Domingo, 23 de julio de 2017

Ni lo uno, ni lo otro

Hace unos días, al entrar en la plaza Mayor, me detuvo, un instante, la imagen lejana de una escultura, que, de pronto, no distinguía. Me fui acercando y me percaté de que se trataba  de un elefante hincado en el suelo de una plataforma.  A mi lado, un señor la contemplaba al unísono conmigo, y se atrevió a preguntarme: “¿qué le parece la pieza?”

-Original en su forma, porque nunca, en mi vida, he visto un elefante haciendo equilibrios con su trompa, con el hechizo de que toda ella es un músculo sin hueso. Además, me da la sensación de que carece de vida y semeja más a una momia antediluviana, exhumada de las entrañas de la tierra, que a un símbolo de vitalidad, como dicen. No le veo la vitalidad por ningún costado.

Y seguí camino a mis cosas, pero mi mente seguía dando vueltas a la estatua. Y me preguntaba ¿qué tropelía habrá cometido este pobre animal, para mantenerlo en esa postura, sofocante, soportando, día y noche y todo el tiempo, con tan solo su trompa, el peso de su voluminoso y rugoso cuerpo, desgreñado y cargado de años? Tiene que estar pasando las de Caín, y así lo evidencia la necesidad de aliviarse, el pobre, a cada hora de reloj. Y, dentro de las miles de opiniones y críticas, que se verterán sobre esta gran obra creativa de Miquel Barceló, a mí me incomoda y me retrotrae a aquellos años, en que el maestro de mi pueblo me ponía de rodillas y con los brazos en cruz, porque había realizado una trastada o no había hecho los deberes o había hecho novillos, y, al final de la reprimenda del maestro, le rogaba que no se lo dijera a mi padre; y esta impresión saco, al contemplar esa figura, y así lo manifiesto, sin dañar un ápice la perfección de una obra creativa e innovadora, que tildan de modernista de moda los entendidos.

Y siguiendo al hilo de los castigos, ¡hay que ver lo que han cambiado las cosas!  Me parece que ha sido un logro muy loable el que hayan desaparecido, de nuestras aulas, los castigos físicos y psíquicos; en cambio, a su buen pesar, el propósito de enmienda tiene que prevalecer, y no  se puede calificar una simple amonestación, como una acción frustrante para un niño o adolescente;  pues mimar, en demasía, a una criatura, y no advertirla de lo que hace mal y de su infelicidad, no es educarla adecuadamente, y además de hacerle un flaco favor, que va a incidir, muy negativamente, en su formación como persona y ser social; permitir, a un niño, que obre a su antojo y, encima se le sobreproteja y se rían sus gracias, es acostumbrarle mal cara a ese mundo, que nada tiene que ver con el que le sobreguarda y apoya en el hogar.

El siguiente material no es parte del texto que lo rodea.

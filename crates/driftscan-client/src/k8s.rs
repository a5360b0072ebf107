//! Transport over a live cluster connection.
//!
//! [`KubeTransport`] talks to a real API server through `kube`. Objects are
//! listed as [`DynamicObject`]s and handed back as [`RawObject`]s.

use std::time::Duration;

use async_trait::async_trait;
use driftscan_core::{ClusterInfo, RawObject};
use k8s_openapi::api::core::v1::Namespace;
use kube::api::{Api, DynamicObject, ListParams};
use kube::config::{KubeConfigOptions, Kubeconfig};
use kube::core::GroupVersionKind;
use kube::discovery::{ApiResource, Discovery, Scope};
use kube::{Client, Config};
use serde_json::Value;
use tracing::{debug, info};

use crate::error::{ClientError, Result, TransportError};
use crate::transport::{ApiResourceInfo, PageRequest, ResourcePage, Transport};

/// Read timeout applied to every API request.
const READ_TIMEOUT: Duration = Duration::from_secs(60);

/// Deadline for listing namespaces.
const NAMESPACE_LIST_TIMEOUT: Duration = Duration::from_secs(10);

/// A [`Transport`] backed by a `kube` client.
#[derive(Clone)]
pub struct KubeTransport {
    client: Client,
    info: ClusterInfo,
}

impl std::fmt::Debug for KubeTransport {
    fn fmt(&self, f: &mut std::fmt::Formatter<'_>) -> std::fmt::Result {
        f.debug_struct("KubeTransport")
            .field("info", &self.info)
            .finish_non_exhaustive()
    }
}

impl KubeTransport {
    /// Connect using the kubeconfig, optionally selecting a context.
    ///
    /// Without an explicit context, the kubeconfig's current context is
    /// used, falling back to in-cluster configuration when no kubeconfig
    /// exists.
    ///
    /// # Errors
    ///
    /// Returns an error if the context does not exist or no client
    /// configuration can be built.
    pub async fn connect(context: Option<&str>) -> Result<Self> {
        let (mut config, info) = match Kubeconfig::read() {
            Ok(kubeconfig) => {
                let context_name = context
                    .map(ToString::to_string)
                    .or_else(|| kubeconfig.current_context.clone())
                    .unwrap_or_default();

                let named = kubeconfig.contexts.iter().find(|c| c.name == context_name);
                if context.is_some() && named.is_none() {
                    return Err(ClientError::ContextNotFound(context_name));
                }
                let cluster = named
                    .and_then(|c| c.context.as_ref())
                    .map(|c| c.cluster.clone())
                    .unwrap_or_default();

                let config = Config::from_custom_kubeconfig(
                    kubeconfig,
                    &KubeConfigOptions {
                        context: context.map(ToString::to_string),
                        ..Default::default()
                    },
                )
                .await?;

                (config, ClusterInfo::new(context_name, cluster))
            }
            Err(err) if context.is_none() => {
                debug!(error = %err, "No kubeconfig, trying in-cluster configuration");
                let config = Config::infer().await?;
                (config, ClusterInfo::new("in-cluster", ""))
            }
            Err(err) => return Err(err.into()),
        };

        config.read_timeout = Some(READ_TIMEOUT);
        let client = Client::try_from(config)?;

        info!(context = %info.context, cluster = %info.cluster, "Connected to cluster");
        Ok(Self { client, info })
    }

    /// Wrap an existing client.
    #[must_use]
    pub fn with_client(client: Client, info: ClusterInfo) -> Self {
        Self { client, info }
    }

    fn api_for(&self, resource: &ApiResourceInfo, namespace: &str) -> Api<DynamicObject> {
        let gvk = GroupVersionKind::gvk(&resource.group, &resource.version, &resource.kind);
        let api_resource = ApiResource::from_gvk_with_plural(&gvk, &resource.name);
        if resource.namespaced {
            Api::namespaced_with(self.client.clone(), namespace, &api_resource)
        } else {
            Api::all_with(self.client.clone(), &api_resource)
        }
    }
}

/// Serialize a listed object, restoring `apiVersion` and `kind` that list
/// responses omit on items.
fn to_raw(
    object: &DynamicObject,
    resource: &ApiResourceInfo,
) -> std::result::Result<RawObject, TransportError> {
    let mut value =
        serde_json::to_value(object).map_err(|e| TransportError::Other(e.to_string()))?;
    if let Value::Object(map) = &mut value {
        map.entry("apiVersion")
            .or_insert_with(|| Value::String(resource.api_version()));
        map.entry("kind")
            .or_insert_with(|| Value::String(resource.kind.clone()));
    }
    RawObject::from_value(value).map_err(|e| TransportError::Other(e.to_string()))
}

#[async_trait]
impl Transport for KubeTransport {
    fn current_context(&self) -> ClusterInfo {
        self.info.clone()
    }

    async fn list_namespaces(&self) -> std::result::Result<Vec<String>, TransportError> {
        let api: Api<Namespace> = Api::all(self.client.clone());
        let list = tokio::time::timeout(NAMESPACE_LIST_TIMEOUT, api.list(&ListParams::default()))
            .await
            .map_err(|_| TransportError::Timeout(NAMESPACE_LIST_TIMEOUT))??;

        Ok(list
            .items
            .into_iter()
            .filter_map(|ns| ns.metadata.name)
            .collect())
    }

    async fn discover_resources(
        &self,
    ) -> std::result::Result<Vec<ApiResourceInfo>, TransportError> {
        let discovery = Discovery::new(self.client.clone()).run().await?;

        let mut resources = Vec::new();
        for group in discovery.groups() {
            for (api_resource, caps) in group.recommended_resources() {
                resources.push(ApiResourceInfo {
                    name: api_resource.plural,
                    group: api_resource.group,
                    version: api_resource.version,
                    kind: api_resource.kind,
                    namespaced: matches!(caps.scope, Scope::Namespaced),
                    verbs: caps.operations,
                });
            }
        }

        debug!(count = resources.len(), "Discovered API resources");
        Ok(resources)
    }

    async fn list_page(
        &self,
        resource: &ApiResourceInfo,
        namespace: &str,
        page: &PageRequest,
    ) -> std::result::Result<ResourcePage, TransportError> {
        let api = self.api_for(resource, namespace);

        let mut params = ListParams::default().limit(page.limit);
        if let Some(token) = &page.continue_token {
            params = params.continue_token(token);
        }

        let list = api.list(&params).await?;
        let items = list
            .items
            .iter()
            .map(|object| to_raw(object, resource))
            .collect::<std::result::Result<Vec<_>, _>>()?;

        Ok(ResourcePage {
            items,
            continue_token: list.metadata.continue_.filter(|token| !token.is_empty()),
        })
    }
}
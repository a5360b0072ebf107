//! Dual-cluster resource diffing.

use std::collections::BTreeMap;
use std::fmt;
use std::sync::Arc;

use driftscan_core::{
    ClassificationRules, ComparisonResult, ComparisonSettings, ExclusionRule, KubernetesResource,
    ResourceDiff, ResourceKey,
};
use tracing::debug;

/// Why a resource was left out of a cluster comparison.
#[derive(Debug, Clone, PartialEq, Eq)]
pub enum DiffExclusion {
    /// Matched an explicit exclusion rule.
    Rule(ExclusionRule),
    /// Created by a controller from another object (CronJob Jobs,
    /// Deployment ReplicaSets, owned Pods).
    Derived,
    /// A platform-generated `RoleBinding` or `ClusterRoleBinding`.
    PlatformBinding,
    /// A legacy service account token `Secret`.
    ServiceAccountToken,
    /// A Helm release record `Secret`.
    HelmRelease,
    /// A `VerticalPodAutoscalerCheckpoint`.
    VpaCheckpoint,
}

impl fmt::Display for DiffExclusion {
    fn fmt(&self, f: &mut fmt::Formatter<'_>) -> fmt::Result {
        match self {
            Self::Rule(rule) => write!(f, "exclusion rule {rule}"),
            Self::Derived => f.write_str("controller-derived object"),
            Self::PlatformBinding => f.write_str("platform role binding"),
            Self::ServiceAccountToken => f.write_str("service account token"),
            Self::HelmRelease => f.write_str("helm release record"),
            Self::VpaCheckpoint => f.write_str("vpa checkpoint"),
        }
    }
}

const BINDING_PREFIXES: [&str; 3] = ["rb-", "crb-", "psp:"];

/// Compares the resources of one namespace across two clusters.
#[derive(Debug, Clone)]
pub struct Differ {
    rules: Arc<ClassificationRules>,
    settings: ComparisonSettings,
}

impl Differ {
    /// Create a differ.
    #[must_use]
    pub fn new(rules: Arc<ClassificationRules>, settings: ComparisonSettings) -> Self {
        Self { rules, settings }
    }

    /// Comparison settings in effect.
    #[must_use]
    pub fn settings(&self) -> ComparisonSettings {
        self.settings
    }

    /// The reason `resource` is left out of the comparison, if any.
    #[must_use]
    pub fn exclusion(&self, resource: &KubernetesResource) -> Option<DiffExclusion> {
        if let Some(rule) = self.rules.matching_rule(resource) {
            return Some(DiffExclusion::Rule(rule.clone()));
        }

        let name = resource.name();
        match resource.kind() {
            "Job" if resource.is_owned_by_kind("CronJob") => Some(DiffExclusion::Derived),
            "ReplicaSet" if resource.is_owned_by_kind("Deployment") => {
                Some(DiffExclusion::Derived)
            }
            "Pod" if !resource.is_root() => Some(DiffExclusion::Derived),
            "RoleBinding" | "ClusterRoleBinding"
                if BINDING_PREFIXES.iter().any(|p| name.starts_with(p)) =>
            {
                Some(DiffExclusion::PlatformBinding)
            }
            "Secret" if name.starts_with("default-token-") => {
                Some(DiffExclusion::ServiceAccountToken)
            }
            "Secret" if name.starts_with("sh.helm.release.") => Some(DiffExclusion::HelmRelease),
            "VerticalPodAutoscalerCheckpoint" => Some(DiffExclusion::VpaCheckpoint),
            _ => None,
        }
    }

    /// Whether `resource` is left out of the comparison.
    #[must_use]
    pub fn is_excluded(&self, resource: &KubernetesResource) -> bool {
        self.exclusion(resource).is_some()
    }

    fn index<'a>(
        &self,
        resources: &'a [KubernetesResource],
    ) -> BTreeMap<ResourceKey, &'a KubernetesResource> {
        let mut map = BTreeMap::new();
        for resource in resources {
            if let Some(reason) = self.exclusion(resource) {
                debug!(resource = %resource.identifier, %reason, "excluded from comparison");
                continue;
            }
            map.insert(resource.key(self.settings.strict_api_version), resource);
        }
        map
    }

    /// Compare source and target resources.
    ///
    /// Excluded resources are dropped first and do not count towards the
    /// totals. Output lists are ordered by resource key.
    #[must_use]
    pub fn compare(
        &self,
        source: &[KubernetesResource],
        target: &[KubernetesResource],
    ) -> ComparisonResult {
        let source_map = self.index(source);
        let target_map = self.index(target);

        let mut result = ComparisonResult {
            total_source: source_map.len(),
            total_target: target_map.len(),
            ..ComparisonResult::default()
        };

        for (key, resource) in &source_map {
            match target_map.get(key) {
                None => result.only_in_source.push((*resource).clone()),
                Some(other) if self.settings.compare_resource_contents => {
                    if let (Some(source_hash), Some(target_hash)) =
                        (&resource.content_hash, &other.content_hash)
                    {
                        if source_hash != target_hash {
                            result.modified.push(ResourceDiff {
                                resource: (*resource).clone(),
                                source_hash: source_hash.clone(),
                                target_hash: target_hash.clone(),
                            });
                        }
                    }
                }
                Some(_) => {}
            }
        }

        result.only_in_target = target_map
            .iter()
            .filter(|(key, _)| !source_map.contains_key(*key))
            .map(|(_, resource)| (*resource).clone())
            .collect();

        result
    }
}

#[cfg(test)]
mod tests {
    use super::*;
    use driftscan_core::{OwnerReference, ResourceIdentifier};

    fn resource(api_version: &str, kind: &str, name: &str) -> KubernetesResource {
        KubernetesResource::new(ResourceIdentifier {
            api_version: api_version.to_string(),
            kind: kind.to_string(),
            name: name.to_string(),
            namespace: "app".to_string(),
        })
    }

    fn owned_by(mut res: KubernetesResource, kind: &str) -> KubernetesResource {
        res.owner_references.push(OwnerReference {
            kind: kind.to_string(),
            name: "owner".to_string(),
            ..OwnerReference::default()
        });
        res
    }

    fn hashed(mut res: KubernetesResource, hash: &str) -> KubernetesResource {
        res.content_hash = Some(hash.to_string());
        res
    }

    fn differ(compare_resource_contents: bool, strict_api_version: bool) -> Differ {
        Differ::new(
            Arc::new(ClassificationRules::default()),
            ComparisonSettings {
                compare_resource_contents,
                strict_api_version,
            },
        )
    }

    #[test]
    fn only_in_each_side() {
        let source = vec![resource("v1", "ConfigMap", "a"), resource("v1", "ConfigMap", "b")];
        let target = vec![resource("v1", "ConfigMap", "b"), resource("v1", "Service", "c")];

        let result = differ(false, false).compare(&source, &target);
        assert_eq!(result.only_in_source.len(), 1);
        assert_eq!(result.only_in_source[0].name(), "a");
        assert_eq!(result.only_in_target.len(), 1);
        assert_eq!(result.only_in_target[0].name(), "c");
        assert!(result.modified.is_empty());
        assert_eq!(result.total_source, 2);
        assert_eq!(result.total_target, 2);
    }

    #[test]
    fn diff_is_symmetric_under_swap() {
        let a = vec![resource("v1", "ConfigMap", "x"), resource("v1", "Secret", "y")];
        let b = vec![resource("v1", "Secret", "y"), resource("v1", "Service", "z")];
        let differ = differ(false, false);

        let forward = differ.compare(&a, &b);
        let backward = differ.compare(&b, &a);
        assert_eq!(forward.only_in_source, backward.only_in_target);
        assert_eq!(forward.only_in_target, backward.only_in_source);
    }

    #[test]
    fn api_version_only_matters_in_strict_mode() {
        let source = vec![resource("autoscaling/v1", "HorizontalPodAutoscaler", "web")];
        let target = vec![resource("autoscaling/v2", "HorizontalPodAutoscaler", "web")];

        assert!(differ(false, false).compare(&source, &target).is_in_sync());

        let strict = differ(false, true).compare(&source, &target);
        assert_eq!(strict.only_in_source.len(), 1);
        assert_eq!(strict.only_in_target.len(), 1);
    }

    #[test]
    fn modified_only_with_content_comparison() {
        let source = vec![hashed(resource("v1", "ConfigMap", "a"), "aaa")];
        let target = vec![hashed(resource("v1", "ConfigMap", "a"), "bbb")];

        assert!(differ(false, false).compare(&source, &target).is_in_sync());

        let result = differ(true, false).compare(&source, &target);
        assert_eq!(result.modified.len(), 1);
        assert_eq!(result.modified[0].source_hash, "aaa");
        assert_eq!(result.modified[0].target_hash, "bbb");
        assert!(result.only_in_source.is_empty());
        assert!(result.only_in_target.is_empty());

        let same = vec![hashed(resource("v1", "ConfigMap", "a"), "aaa")];
        assert!(differ(true, false).compare(&source, &same).is_in_sync());
    }

    #[test]
    fn derived_and_platform_objects_are_excluded() {
        let differ = differ(false, false);

        assert_eq!(
            differ.exclusion(&owned_by(resource("batch/v1", "Job", "nightly-1"), "CronJob")),
            Some(DiffExclusion::Derived)
        );
        assert!(!differ.is_excluded(&resource("batch/v1", "Job", "one-off")));
        assert!(differ.is_excluded(&owned_by(resource("apps/v1", "ReplicaSet", "web-1"), "Deployment")));
        assert!(differ.is_excluded(&owned_by(resource("v1", "Pod", "web-1-x"), "ReplicaSet")));
        assert!(!differ.is_excluded(&resource("v1", "Pod", "standalone")));

        assert_eq!(
            differ.exclusion(&resource("rbac.authorization.k8s.io/v1", "ClusterRoleBinding", "crb-abc")),
            Some(DiffExclusion::PlatformBinding)
        );
        assert!(differ.is_excluded(&resource("rbac.authorization.k8s.io/v1", "RoleBinding", "psp:restricted")));
        assert!(!differ.is_excluded(&resource("rbac.authorization.k8s.io/v1", "RoleBinding", "team-edit")));

        assert_eq!(
            differ.exclusion(&resource("v1", "Secret", "default-token-xyz")),
            Some(DiffExclusion::ServiceAccountToken)
        );
        assert_eq!(
            differ.exclusion(&resource("v1", "Secret", "sh.helm.release.v1.web.v2")),
            Some(DiffExclusion::HelmRelease)
        );
        assert_eq!(
            differ.exclusion(&resource("autoscaling.k8s.io/v1", "VerticalPodAutoscalerCheckpoint", "x")),
            Some(DiffExclusion::VpaCheckpoint)
        );
    }

    #[test]
    fn exclusions_do_not_count_towards_totals() {
        let rules = ClassificationRules::with_exclusions(vec![ExclusionRule::new("*", "ConfigMap", "kube-root-ca.crt")]);
        let differ = Differ::new(Arc::new(rules), ComparisonSettings::default());

        let source = vec![
            resource("v1", "ConfigMap", "kube-root-ca.crt"),
            resource("v1", "Secret", "default-token-abc"),
            resource("v1", "ConfigMap", "app"),
        ];
        let result = differ.compare(&source, &[]);
        assert_eq!(result.total_source, 1);
        assert_eq!(result.only_in_source.len(), 1);
        assert_eq!(result.only_in_source[0].name(), "app");
    }
}
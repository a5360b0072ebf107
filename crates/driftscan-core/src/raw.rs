//! Typed view over untyped Kubernetes API documents.
//!
//! The wire client hands back objects exactly as the API server returned
//! them. [`RawObject`] validates the handful of fields the scanner cares
//! about once, at deserialization time, and keeps everything else in an
//! opaque JSON bag so the full document can still be hashed.
//!
//! Deserialization is lenient: a field of the wrong JSON type is treated as
//! absent instead of failing the whole object, though the original value is
//! still part of the hashed content. Objects whose metadata is
//! missing or not an object deserialize with `metadata: None` and are
//! dropped later by the converter.

use std::collections::BTreeMap;

use serde::{Deserialize, Deserializer, Serialize};
use serde_json::{Map, Value};

use crate::resource::OwnerReference;

/// A Kubernetes object as returned by the API server.
#[derive(Debug, Clone, Default, PartialEq, Serialize, Deserialize)]
#[serde(rename_all = "camelCase")]
pub struct RawObject {
    /// `apiVersion` of the object.
    #[serde(
        default,
        skip_serializing_if = "Option::is_none",
        deserialize_with = "lenient_string"
    )]
    pub api_version: Option<String>,

    /// `kind` of the object.
    #[serde(
        default,
        skip_serializing_if = "Option::is_none",
        deserialize_with = "lenient_string"
    )]
    pub kind: Option<String>,

    /// Object metadata, `None` when missing or malformed.
    #[serde(
        default,
        skip_serializing_if = "Option::is_none",
        deserialize_with = "lenient_metadata"
    )]
    pub metadata: Option<RawMetadata>,

    /// Everything else (`spec`, `data`, `status`, ...).
    #[serde(flatten)]
    pub body: Map<String, Value>,
}

/// The known fields of `metadata`, plus the rest as an opaque bag.
#[derive(Debug, Clone, Default, PartialEq, Serialize, Deserialize)]
#[serde(rename_all = "camelCase")]
pub struct RawMetadata {
    /// Object name.
    #[serde(
        default,
        skip_serializing_if = "Option::is_none",
        deserialize_with = "lenient_string"
    )]
    pub name: Option<String>,

    /// Object namespace.
    #[serde(
        default,
        skip_serializing_if = "Option::is_none",
        deserialize_with = "lenient_string"
    )]
    pub namespace: Option<String>,

    /// Object UID.
    #[serde(
        default,
        skip_serializing_if = "Option::is_none",
        deserialize_with = "lenient_string"
    )]
    pub uid: Option<String>,

    /// RFC 3339 creation timestamp.
    #[serde(
        default,
        skip_serializing_if = "Option::is_none",
        deserialize_with = "lenient_string"
    )]
    pub creation_timestamp: Option<String>,

    /// Resource version, bumped on every write.
    #[serde(
        default,
        skip_serializing_if = "Option::is_none",
        deserialize_with = "lenient_string"
    )]
    pub resource_version: Option<String>,

    /// Generation counter.
    #[serde(default, skip_serializing_if = "Option::is_none")]
    pub generation: Option<Value>,

    /// Labels with string values.
    #[serde(
        default,
        skip_serializing_if = "BTreeMap::is_empty",
        deserialize_with = "lenient_string_map"
    )]
    pub labels: BTreeMap<String, String>,

    /// Annotations with string values.
    #[serde(
        default,
        skip_serializing_if = "BTreeMap::is_empty",
        deserialize_with = "lenient_string_map"
    )]
    pub annotations: BTreeMap<String, String>,

    /// Owner references in API order.
    #[serde(
        default,
        skip_serializing_if = "Vec::is_empty",
        deserialize_with = "lenient_owner_references"
    )]
    pub owner_references: Vec<OwnerReference>,

    /// Server-side apply bookkeeping.
    #[serde(default, skip_serializing_if = "Option::is_none")]
    pub managed_fields: Option<Value>,

    /// Remaining metadata fields.
    #[serde(flatten)]
    pub extra: Map<String, Value>,

    /// Original values of known fields that did not parse cleanly, such as
    /// labels with non-string values. Only used for hashing.
    #[serde(skip)]
    pub unparsed: Map<String, Value>,
}

impl RawObject {
    /// Build a raw object from a decoded JSON document.
    ///
    /// # Errors
    ///
    /// Returns an error if `value` is not a JSON object.
    pub fn from_value(value: Value) -> Result<Self, serde_json::Error> {
        serde_json::from_value(value)
    }

    /// Object name, if present.
    #[must_use]
    pub fn name(&self) -> Option<&str> {
        self.metadata.as_ref()?.name.as_deref()
    }

    /// Object UID, if present.
    #[must_use]
    pub fn uid(&self) -> Option<&str> {
        self.metadata.as_ref()?.uid.as_deref()
    }

    /// Object namespace, if present.
    #[must_use]
    pub fn namespace(&self) -> Option<&str> {
        self.metadata.as_ref()?.namespace.as_deref()
    }

    /// The document with volatile metadata removed and all keys sorted.
    ///
    /// Known metadata fields that were only partly understood (a label with
    /// a numeric value, an unreadable owner reference) appear with their
    /// original value, so they still count towards the content.
    ///
    /// `resourceVersion`, `uid`, `generation`, `creationTimestamp` and
    /// `managedFields` change on every API write without representing a
    /// change to the object, so they are stripped. If nothing is left in
    /// `metadata`, the key is dropped entirely.
    ///
    /// # Errors
    ///
    /// Returns an error if the object cannot be serialized.
    pub fn canonical_document(&self) -> Result<Value, serde_json::Error> {
        let mut stripped = self.clone();
        if let Some(metadata) = stripped.metadata.as_mut() {
            metadata.resource_version = None;
            metadata.uid = None;
            metadata.generation = None;
            metadata.creation_timestamp = None;
            metadata.managed_fields = None;
        }

        let unparsed = stripped
            .metadata
            .as_mut()
            .map(|metadata| std::mem::take(&mut metadata.unparsed))
            .unwrap_or_default();

        let mut document = serde_json::to_value(&stripped)?;
        if let Value::Object(map) = &mut document {
            if !unparsed.is_empty() {
                if let Some(Value::Object(metadata)) = map.get_mut("metadata") {
                    metadata.extend(unparsed);
                }
            }
            let empty_metadata = map
                .get("metadata")
                .and_then(Value::as_object)
                .is_some_and(Map::is_empty);
            if empty_metadata {
                map.remove("metadata");
            }
        }

        Ok(canonicalize(document))
    }
}

/// Recursively rebuild every object with its keys in sorted order.
fn canonicalize(value: Value) -> Value {
    match value {
        Value::Object(map) => {
            let sorted: BTreeMap<String, Value> = map
                .into_iter()
                .map(|(key, value)| (key, canonicalize(value)))
                .collect();
            Value::Object(sorted.into_iter().collect())
        }
        Value::Array(items) => Value::Array(items.into_iter().map(canonicalize).collect()),
        other => other,
    }
}

fn lenient_string<'de, D>(deserializer: D) -> Result<Option<String>, D::Error>
where
    D: Deserializer<'de>,
{
    Ok(match Value::deserialize(deserializer)? {
        Value::String(s) => Some(s),
        _ => None,
    })
}

pub(crate) fn lenient_string_or_empty<'de, D>(deserializer: D) -> Result<String, D::Error>
where
    D: Deserializer<'de>,
{
    lenient_string(deserializer).map(Option::unwrap_or_default)
}

fn lenient_string_map<'de, D>(deserializer: D) -> Result<BTreeMap<String, String>, D::Error>
where
    D: Deserializer<'de>,
{
    let Value::Object(map) = Value::deserialize(deserializer)? else {
        return Ok(BTreeMap::new());
    };

    Ok(map
        .into_iter()
        .filter_map(|(key, value)| match value {
            Value::String(s) => Some((key, s)),
            _ => None,
        })
        .collect())
}

fn lenient_owner_references<'de, D>(deserializer: D) -> Result<Vec<OwnerReference>, D::Error>
where
    D: Deserializer<'de>,
{
    let Value::Array(items) = Value::deserialize(deserializer)? else {
        return Ok(Vec::new());
    };

    Ok(items
        .into_iter()
        .filter(Value::is_object)
        .filter_map(|item| serde_json::from_value(item).ok())
        .collect())
}

fn lenient_metadata<'de, D>(deserializer: D) -> Result<Option<RawMetadata>, D::Error>
where
    D: Deserializer<'de>,
{
    let value = Value::deserialize(deserializer)?;
    let Value::Object(fields) = &value else {
        return Ok(None);
    };
    let unparsed = unparsed_fields(fields);

    Ok(serde_json::from_value::<RawMetadata>(value)
        .ok()
        .map(|metadata| RawMetadata { unparsed, ..metadata }))
}

fn is_clean_owner_reference(item: &Value) -> bool {
    item.as_object().is_some_and(|reference| {
        ["apiVersion", "kind", "name", "uid"]
            .iter()
            .filter_map(|field| reference.get(*field))
            .all(Value::is_string)
    })
}

/// Known metadata fields whose value the lenient deserializers would lose.
fn unparsed_fields(fields: &Map<String, Value>) -> Map<String, Value> {
    fields
        .iter()
        .filter(|(key, value)| match key.as_str() {
            "name" | "namespace" => !value.is_string(),
            "labels" | "annotations" => !value
                .as_object()
                .is_some_and(|map| map.values().all(Value::is_string)),
            "ownerReferences" => !value
                .as_array()
                .is_some_and(|items| items.iter().all(is_clean_owner_reference)),
            _ => false,
        })
        .map(|(key, value)| (key.clone(), value.clone()))
        .collect()
}

#[cfg(test)]
mod tests {
    use super::*;
    use serde_json::json;

    #[test]
    fn parses_known_metadata() {
        let raw = RawObject::from_value(json!({
            "apiVersion": "apps/v1",
            "kind": "Deployment",
            "metadata": {
                "name": "web",
                "namespace": "shop",
                "uid": "1234",
                "labels": {"app": "web", "replicas": 3},
                "ownerReferences": [
                    {"apiVersion": "v1", "kind": "Thing", "name": "owner", "uid": "9"},
                    "garbage"
                ]
            },
            "spec": {"replicas": 2}
        }))
        .unwrap();

        assert_eq!(raw.api_version.as_deref(), Some("apps/v1"));
        assert_eq!(raw.name(), Some("web"));
        assert_eq!(raw.uid(), Some("1234"));
        assert_eq!(raw.namespace(), Some("shop"));

        let metadata = raw.metadata.as_ref().unwrap();
        assert_eq!(metadata.labels.len(), 1);
        assert_eq!(metadata.owner_references.len(), 1);
        assert_eq!(metadata.owner_references[0].kind, "Thing");
        assert_eq!(raw.body.get("spec"), Some(&json!({"replicas": 2})));
    }

    #[test]
    fn malformed_metadata_is_absent() {
        let raw = RawObject::from_value(json!({"kind": "ConfigMap", "metadata": "oops"})).unwrap();
        assert!(raw.metadata.is_none());

        let raw = RawObject::from_value(json!({"kind": 7})).unwrap();
        assert!(raw.kind.is_none());
        assert!(raw.metadata.is_none());
    }

    #[test]
    fn canonical_document_strips_volatile_fields() {
        let raw = RawObject::from_value(json!({
            "kind": "ConfigMap",
            "metadata": {
                "name": "cfg",
                "uid": "1",
                "resourceVersion": "42",
                "generation": 3,
                "creationTimestamp": "2024-01-01T00:00:00Z",
                "managedFields": [{"manager": "kubectl"}]
            },
            "data": {"b": "2", "a": "1"}
        }))
        .unwrap();

        let doc = raw.canonical_document().unwrap();
        assert_eq!(
            doc,
            json!({"kind": "ConfigMap", "metadata": {"name": "cfg"}, "data": {"a": "1", "b": "2"}})
        );

        let keys: Vec<&String> = doc["data"].as_object().unwrap().keys().collect();
        assert_eq!(keys, vec!["a", "b"]);
    }

    #[test]
    fn canonical_document_drops_empty_metadata() {
        let raw = RawObject::from_value(json!({
            "kind": "ConfigMap",
            "metadata": {"uid": "1", "resourceVersion": "7"}
        }))
        .unwrap();

        assert_eq!(raw.canonical_document().unwrap(), json!({"kind": "ConfigMap"}));
    }

    #[test]
    fn canonical_document_keeps_non_string_metadata_values() {
        let doc = |replicas: Value| {
            RawObject::from_value(json!({
                "kind": "ConfigMap",
                "metadata": {"name": "cfg", "labels": {"app": "web", "replicas": replicas}}
            }))
            .unwrap()
        };
        let two = doc(json!(2));
        let three = doc(json!(3));

        assert_eq!(two.metadata.as_ref().unwrap().labels.len(), 1);
        assert_eq!(
            two.canonical_document().unwrap()["metadata"]["labels"],
            json!({"app": "web", "replicas": 2})
        );
        assert_ne!(
            two.canonical_document().unwrap(),
            three.canonical_document().unwrap()
        );
    }

    #[test]
    fn canonical_document_keeps_unreadable_owner_references() {
        let raw = RawObject::from_value(json!({
            "kind": "Pod",
            "metadata": {
                "name": "web-1",
                "ownerReferences": [{"kind": "ReplicaSet", "name": "web", "uid": 7}, "garbage"]
            }
        }))
        .unwrap();

        assert_eq!(
            raw.canonical_document().unwrap()["metadata"]["ownerReferences"],
            json!([{"kind": "ReplicaSet", "name": "web", "uid": 7}, "garbage"])
        );

        let clean = RawObject::from_value(json!({
            "kind": "Pod",
            "metadata": {"name": "web-1", "labels": {"app": "web"}}
        }))
        .unwrap();
        assert!(clean.metadata.as_ref().unwrap().unparsed.is_empty());
    }
}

Y, ya comienzan a verse los frutos de esa permisividad, a medida que los muchachos van creciendo y haciéndose adolescentes y más mozos; y así se coteja, cuando no les importa, a algunos, enfrentarse al profesor e, incluso, agredirlo si le suspende o le expulsa de clase o le llama al orden o le recomienda más seriedad en su comportamiento; y si no consiguen lo que les apetece, son capaces de estirarse y amenazar a sus propios padres o a cualquier persona que le reprenda o le llame la atención;  ignoran las buenas costumbres y el lenguaje honesto de la disculpa; y, ante esta arrogancia tan soez, pertinaz y bravucona, el personal se acobarda y se calla; y piensa, en sus adentros: “como esa forma de educar siga reinando, esta sociedad nuestra lo tiene crudo.